## Goal of the exercise
Reproduce the entries in full, with no changes.

## Data for this task

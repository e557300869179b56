//! Fixed timestep game loop
//!
//! The loop samples an injected [`Clock`], turns elapsed time into whole
//! ticks and runs them synchronously, rendering after each one. Tests drive
//! it with [`ManualClock`]; the binary uses [`SystemClock`].

use std::time::{Duration, Instant};

use crate::audio::{AudioPort, MusicTrack};
use crate::input::{InputPort, read_tick_input};
use crate::render::Renderer;
use crate::sim::{GameState, TickOutcome, tick};

/// Monotonic time since some fixed origin
pub trait Clock {
    fn now(&self) -> Duration;
}

/// Wall clock backed by [`Instant`]
#[derive(Debug, Clone, Copy)]
pub struct SystemClock {
    origin: Instant,
}

impl SystemClock {
    pub fn new() -> Self {
        Self {
            origin: Instant::now(),
        }
    }
}

impl Default for SystemClock {
    fn default() -> Self {
        Self::new()
    }
}

impl Clock for SystemClock {
    fn now(&self) -> Duration {
        self.origin.elapsed()
    }
}

/// Clock that only moves when told to
#[derive(Debug, Default, Clone, Copy)]
pub struct ManualClock {
    now: Duration,
}

impl ManualClock {
    pub fn new() -> Self {
        Self::default()
    }

    pub fn advance(&mut self, by: Duration) {
        self.now += by;
    }
}

impl Clock for ManualClock {
    fn now(&self) -> Duration {
        self.now
    }
}

/// Fixed timestep accumulator.
/// Converts variable frame time into a whole number of ticks.
#[derive(Debug, Clone)]
pub struct FixedTimestep {
    step: Duration,
    accumulator: Duration,
    max_steps: u32,
}

impl FixedTimestep {
    pub fn new(step: Duration, max_steps: u32) -> Self {
        Self {
            step,
            accumulator: Duration::ZERO,
            max_steps: max_steps.max(1),
        }
    }

    /// Add frame time and return how many ticks to run now.
    ///
    /// Time beyond `max_steps` ticks is dropped to avoid a spiral of death.
    pub fn accumulate(&mut self, frame: Duration) -> u32 {
        self.accumulator += frame;

        let cap = self.step * self.max_steps;
        if self.accumulator > cap {
            log::debug!(
                "Frame took {:?}, dropping {:?} of simulation time",
                frame,
                self.accumulator - cap
            );
            self.accumulator = cap;
        }

        let steps = (self.accumulator.as_nanos() / self.step.as_nanos().max(1)) as u32;
        self.accumulator -= self.step * steps;
        steps
    }

    /// Interpolation alpha for rendering between ticks (0.0 to 1.0)
    pub fn alpha(&self) -> f32 {
        self.accumulator.as_secs_f32() / self.step.as_secs_f32()
    }

    /// Time left until the next tick is owed
    pub fn until_next(&self) -> Duration {
        self.step.saturating_sub(self.accumulator)
    }
}

/// What the host should do after a frame
#[derive(Debug, Clone, Copy, PartialEq, Eq)]
pub enum LoopControl {
    Continue,
    Exit,
}

/// Owns the game and its collaborators and steps them in lockstep
pub struct GameLoop<C, I, A, R> {
    state: GameState,
    clock: C,
    input: I,
    audio: A,
    renderer: R,
    timestep: FixedTimestep,
    last_time: Duration,
    exited: bool,
}

impl<C, I, A, R> GameLoop<C, I, A, R>
where
    C: Clock,
    I: InputPort,
    A: AudioPort,
    R: Renderer,
{
    /// Start in the menu with menu music playing
    pub fn new(state: GameState, clock: C, input: I, mut audio: A, renderer: R) -> Self {
        let timestep = FixedTimestep::new(
            state.tuning.tick_duration(),
            state.tuning.max_ticks_per_frame,
        );
        audio.play_music(MusicTrack::Menu);
        log::info!(
            "Game loop ready: {} Hz, seed {}",
            state.tuning.tick_rate,
            state.seed
        );

        Self {
            last_time: clock.now(),
            state,
            clock,
            input,
            audio,
            renderer,
            timestep,
            exited: false,
        }
    }

    /// Run every tick owed since the last frame
    pub fn frame(&mut self) -> LoopControl {
        if self.exited {
            return LoopControl::Exit;
        }

        let now = self.clock.now();
        let elapsed = now.saturating_sub(self.last_time);
        self.last_time = now;

        let steps = self.timestep.accumulate(elapsed);
        for _ in 0..steps {
            let input = read_tick_input(&mut self.input);
            let outcome = tick(&mut self.state, &input, &mut self.audio);
            self.renderer.render(&self.state.snapshot());

            if outcome == TickOutcome::Exit {
                self.exited = true;
                log::info!("Exiting after {} ticks", self.state.time_ticks);
                return LoopControl::Exit;
            }
        }
        LoopControl::Continue
    }

    /// Run against the clock, sleeping until the next tick is owed.
    ///
    /// `before_frame` gets the frame number and the input port so the host
    /// can feed key edges. Stops on exit or after `max_frames` frames.
    pub fn run<F>(&mut self, max_frames: Option<u64>, mut before_frame: F) -> LoopControl
    where
        F: FnMut(u64, &mut I),
    {
        let mut frame = 0;
        while max_frames.is_none_or(|max| frame < max) {
            before_frame(frame, &mut self.input);
            if self.frame() == LoopControl::Exit {
                return LoopControl::Exit;
            }
            frame += 1;
            std::thread::sleep(self.timestep.until_next());
        }
        LoopControl::Continue
    }

    pub fn state(&self) -> &GameState {
        &self.state
    }

    pub fn clock_mut(&mut self) -> &mut C {
        &mut self.clock
    }

    pub fn input_mut(&mut self) -> &mut I {
        &mut self.input
    }

    pub fn audio(&self) -> &A {
        &self.audio
    }

    pub fn renderer(&self) -> &R {
        &self.renderer
    }

    pub fn has_exited(&self) -> bool {
        self.exited
    }
}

## Answer space
repository e557300869179b56
//! Fixed timestep game loop
//!
//! The loop samples an injected [`Clock`], turns elapsed time into whole
//! ticks and runs them synchronously, rendering after each one. Tests drive
//! it with [`ManualClock`]; the binary uses [`SystemClock`].

use std::time::{Duration, Instant};

use crate::audio::{AudioPort, MusicTrack};
use crate::input::{InputPort, read_tick_input};
use crate::render::Renderer;
use crate::sim::{GameState, TickOutcome, tick};

/// Monotonic time since some fixed origin
pub trait Clock {
    fn now(&self) -> Duration;
}

/// Wall clock backed by [`Instant`]
#[derive(Debug, Clone, Copy)]
pub struct SystemClock {
    origin: Instant,
}

impl SystemClock {
    pub fn new() -> Self {
        Self {
            origin: Instant::now(),
        }
    }
}

impl Default for SystemClock {
    fn default() -> Self {
        Self::new()
    }
}

impl Clock for SystemClock {
    fn now(&self) -> Duration {
        self.origin.elapsed()
    }
}

/// Clock that only moves when told to
#[derive(Debug, Default, Clone, Copy)]
pub struct ManualClock {
    now: Duration,
}

impl ManualClock {
    pub fn new() -> Self {
        Self::default()
    }

    pub fn advance(&mut self, by: Duration) {
        self.now += by;
    }
}

impl Clock for ManualClock {
    fn now(&self) -> Duration {
        self.now
    }
}

/// Fixed timestep accumulator.
/// Converts variable frame time into a whole number of ticks.
#[derive(Debug, Clone)]
pub struct FixedTimestep {
    step: Duration,
    accumulator: Duration,
    max_steps: u32,
}

impl FixedTimestep {
    pub fn new(step: Duration, max_steps: u32) -> Self {
        Self {
            step,
            accumulator: Duration::ZERO,
            max_steps: max_steps.max(1),
        }
    }

    /// Add frame time and return how many ticks to run now.
    ///
    /// Time beyond `max_steps` ticks is dropped to avoid a spiral of death.
    pub fn accumulate(&mut self, frame: Duration) -> u32 {
        self.accumulator += frame;

        let cap = self.step * self.max_steps;
        if self.accumulator > cap {
            log::debug!(
                "Frame took {:?}, dropping {:?} of simulation time",
                frame,
                self.accumulator - cap
            );
            self.accumulator = cap;
        }

        let steps = (self.accumulator.as_nanos() / self.step.as_nanos().max(1)) as u32;
        self.accumulator -= self.step * steps;
        steps
    }

    /// Interpolation alpha for rendering between ticks (0.0 to 1.0)
    pub fn alpha(&self) -> f32 {
        self.accumulator.as_secs_f32() / self.step.as_secs_f32()
    }

    /// Time left until the next tick is owed
    pub fn until_next(&self) -> Duration {
        self.step.saturating_sub(self.accumulator)
    }
}

/// What the host should do after a frame
#[derive(Debug, Clone, Copy, PartialEq, Eq)]
pub enum LoopControl {
    Continue,
    Exit,
}

/// Owns the game and its collaborators and steps them in lockstep
pub struct GameLoop<C, I, A, R> {
    state: GameState,
    clock: C,
    input: I,
    audio: A,
    renderer: R,
    timestep: FixedTimestep,
    last_time: Duration,
    exited: bool,
}

impl<C, I, A, R> GameLoop<C, I, A, R>
where
    C: Clock,
    I: InputPort,
    A: AudioPort,
    R: Renderer,
{
    /// Start in the menu with menu music playing
    pub fn new(state: GameState, clock: C, input: I, mut audio: A, renderer: R) -> Self {
        let timestep = FixedTimestep::new(
            state.tuning.tick_duration(),
            state.tuning.max_ticks_per_frame,
        );
        audio.play_music(MusicTrack::Menu);
        log::info!(
            "Game loop ready: {} Hz, seed {}",
            state.tuning.tick_rate,
            state.seed
        );

        Self {
            last_time: clock.now(),
            state,
            clock,
            input,
            audio,
            renderer,
            timestep,
            exited: false,
        }
    }

    /// Run every tick owed since the last frame
    pub fn frame(&mut self) -> LoopControl {
        if self.exited {
            return LoopControl::Exit;
        }

        let now = self.clock.now();
        let elapsed = now.saturating_sub(self.last_time);
        self.last_time = now;

        let steps = self.timestep.accumulate(elapsed);
        for _ in 0..steps {
            let input = read_tick_input(&mut self.input);
            let outcome = tick(&mut self.state, &input, &mut self.audio);
            self.renderer.render(&self.state.snapshot());

            if outcome == TickOutcome::Exit {
                self.exited = true;
                log::info!("Exiting after {} ticks", self.state.time_ticks);
                return LoopControl::Exit;
            }
        }
        LoopControl::Continue
    }

    /// Run against the clock, sleeping until the next tick is owed.
    ///
    /// `before_frame` gets the frame number and the input port so the host
    /// can feed key edges. Stops on exit or after `max_frames` frames.
    pub fn run<F>(&mut self, max_frames: Option<u64>, mut before_frame: F) -> LoopControl
    where
        F: FnMut(u64, &mut I),
    {
        let mut frame = 0;
        while max_frames.is_none_or(|max| frame < max) {
            before_frame(frame, &mut self.input);
            if self.frame() == LoopControl::Exit {
                return LoopControl::Exit;
            }
            frame += 1;
            std::thread::sleep(self.timestep.until_next());
        }
        LoopControl::Continue
    }

    pub fn state(&self) -> &GameState {
        &self.state
    }

    pub fn clock_mut(&mut self) -> &mut C {
        &mut self.clock
    }

    pub fn input_mut(&mut self) -> &mut I {
        &mut self.input
    }

    pub fn audio(&self) -> &A {
        &self.audio
    }

    pub fn renderer(&self) -> &R {
        &self.renderer
    }

    pub fn has_exited(&self) -> bool {
        self.exited
    }
}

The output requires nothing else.